MAUDE Adverse Event Report: PENUMBRA, INC. PENUMBRA SMART COIL; HCG, KRD

Catalog Number 400SMTHXSFT0208

Device Problems Positioning Failure (1158); Failure to Fold (1255); Device Operates Differently Than Expected (2913)

Patient Problem No Known Impact Or Consequence To Patient (2692)

Event Date 10/03/2017

Event Type  malfunction  

Manufacturer Narrative

The product was not returned for evaluation.Without the return of the device, the root cause of the problem cannot be determined.The product lot number was not provided, therefore, the manufacturing records could not be reviewed.This report is associated with mfr report number: 3005168196-2017-01894.The device was implanted into the patient.

Event Description

The patient was undergoing a coil embolization procedure in the left middle meningeal artery (mma) using penumbra smart coils.During the procedure, while attempting to place a smart coil into the target vessel using a non-penumbra microcatheter, the physician noticed that the smart coil was not taking its intended shape; therefore, it was removed and saved for later use.The physician then attempted to advance a new smart coil into the target vessel using the same microcatheter; however, the new smart coil would also not take its intended shape and was removed and save for later use.After that, the physician placed a non-penumbra coil in the target vessel using the same microcatheter.Next, the physician successfully placed the second smart coil that was previously removed.Prior to redeploying the first smart coil that was previously removed, the physician rinsed it in a saline bath to remove any blood; however, while attempting to advance the smart coil out of its introducer sheath and into the microcatheter, the physician experienced resistance at the distal end of the smart coil introducer sheath and the smart coil would not advance.Therefore, it was removed.It was also reported that resistance was encountered while attempting to advance the smart coil out of its introducer after removal from the microcatheter.The procedure was completed using a new smart coil and the same microcatheter without further issues.There was no report of an adverse effect to the patient.

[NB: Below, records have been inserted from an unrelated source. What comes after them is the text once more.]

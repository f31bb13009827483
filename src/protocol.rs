use std::fmt;

use chrono::{DateTime, Utc};
use serde::Serialize;

/// Identifier for one pipeline run. Events of independent runs sharing a
/// sink carry different ids.
#[derive(Debug, Clone, Hash, Eq, PartialEq, Serialize)]
pub struct RunId(pub String);

impl RunId {
    pub fn new() -> Self {
        Self(uuid::Uuid::new_v4().to_string()[..8].to_string())
    }
}

impl fmt::Display for RunId {
    fn fmt(&self, f: &mut fmt::Formatter<'_>) -> fmt::Result {
        write!(f, "{}", self.0)
    }
}

/// Which side of a task execution an event reports.
#[derive(Debug, Clone, Copy, PartialEq, Eq, Serialize)]
#[serde(rename_all = "snake_case")]
pub enum Phase {
    Start,
    End,
}

/// One transcript entry. Immutable once appended to the sink.
#[derive(Debug, Clone, Serialize)]
pub struct Event {
    pub run_id: RunId,
    pub agent_display_name: String,
    pub phase: Phase,
    /// Task input for `Start`, produced output for `End`.
    pub payload: String,
    pub at: DateTime<Utc>,
}

impl Event {
    pub fn start(run_id: &RunId, agent: &str, input: &str) -> Self {
        Self::new(run_id, agent, Phase::Start, input)
    }

    pub fn end(run_id: &RunId, agent: &str, output: &str) -> Self {
        Self::new(run_id, agent, Phase::End, output)
    }

    fn new(run_id: &RunId, agent: &str, phase: Phase, payload: &str) -> Self {
        Self {
            run_id: run_id.clone(),
            agent_display_name: agent.to_string(),
            phase,
            payload: payload.to_string(),
            at: Utc::now(),
        }
    }
}

/// Markdown transcript entry.
impl fmt::Display for Event {
    fn fmt(&self, f: &mut fmt::Formatter<'_>) -> fmt::Result {
        match self.phase {
            Phase::Start => write!(f, "## {} (input):\n{}", self.agent_display_name, self.payload),
            Phase::End => write!(f, "## {}:\n{}", self.agent_display_name, self.payload),
        }
    }
}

• Brand Name: PENUMBRA SMART COIL
• Type of Device: HCG, KRD
• Manufacturer (Section D): PENUMBRA, INC.; one penumbra place; alameda CA 94502
• Manufacturer Contact: veronica farris ; one penumbra place; alameda, CA 94502 ; 5107483200
• MDR Report Key: 6988954
• MDR Text Key: 91330927
• Report Number: 3005168196-2017-01895
• Device Sequence Number: 1
• Product Code: HCG
• UDI-Device Identifier: 00814548015996
• UDI-Public: 00814548015996
• Combination Product (y/n): N
• Reporter Country Code: JA
• PMA/PMN Number: K160832
• Number of Events Reported: 1
• Summary Report (Y/N): N
• Report Source: Manufacturer
• Source Type: distributor,foreign,health pr
• Reporter Occupation: Physician
• Type of Report: Initial
• Report Date: 10/03/2017

1 Device was Involved in the Event

1 Patient was Involved in the Event

• Date FDA Received: 10/30/2017
• Is this an Adverse Event Report?: No
• Is this a Product Problem Report?: Yes
• Device Operator: Physician
• Device Catalogue Number: 400SMTHXSFT0208
• Was Device Available for Evaluation?: No
• Is the Reporter a Health Professional?: Yes
• Date Manufacturer Received: 10/03/2017
• Was Device Evaluated by Manufacturer?: Device Not Returned to Manufacturer
• Is the Device Single Use?: Yes
• Is This a Reprocessed and Reused Single-Use Device?: No
• Type of Device Usage: Initial
• Patient Sequence Number: 1
• Patient Age: 60 YR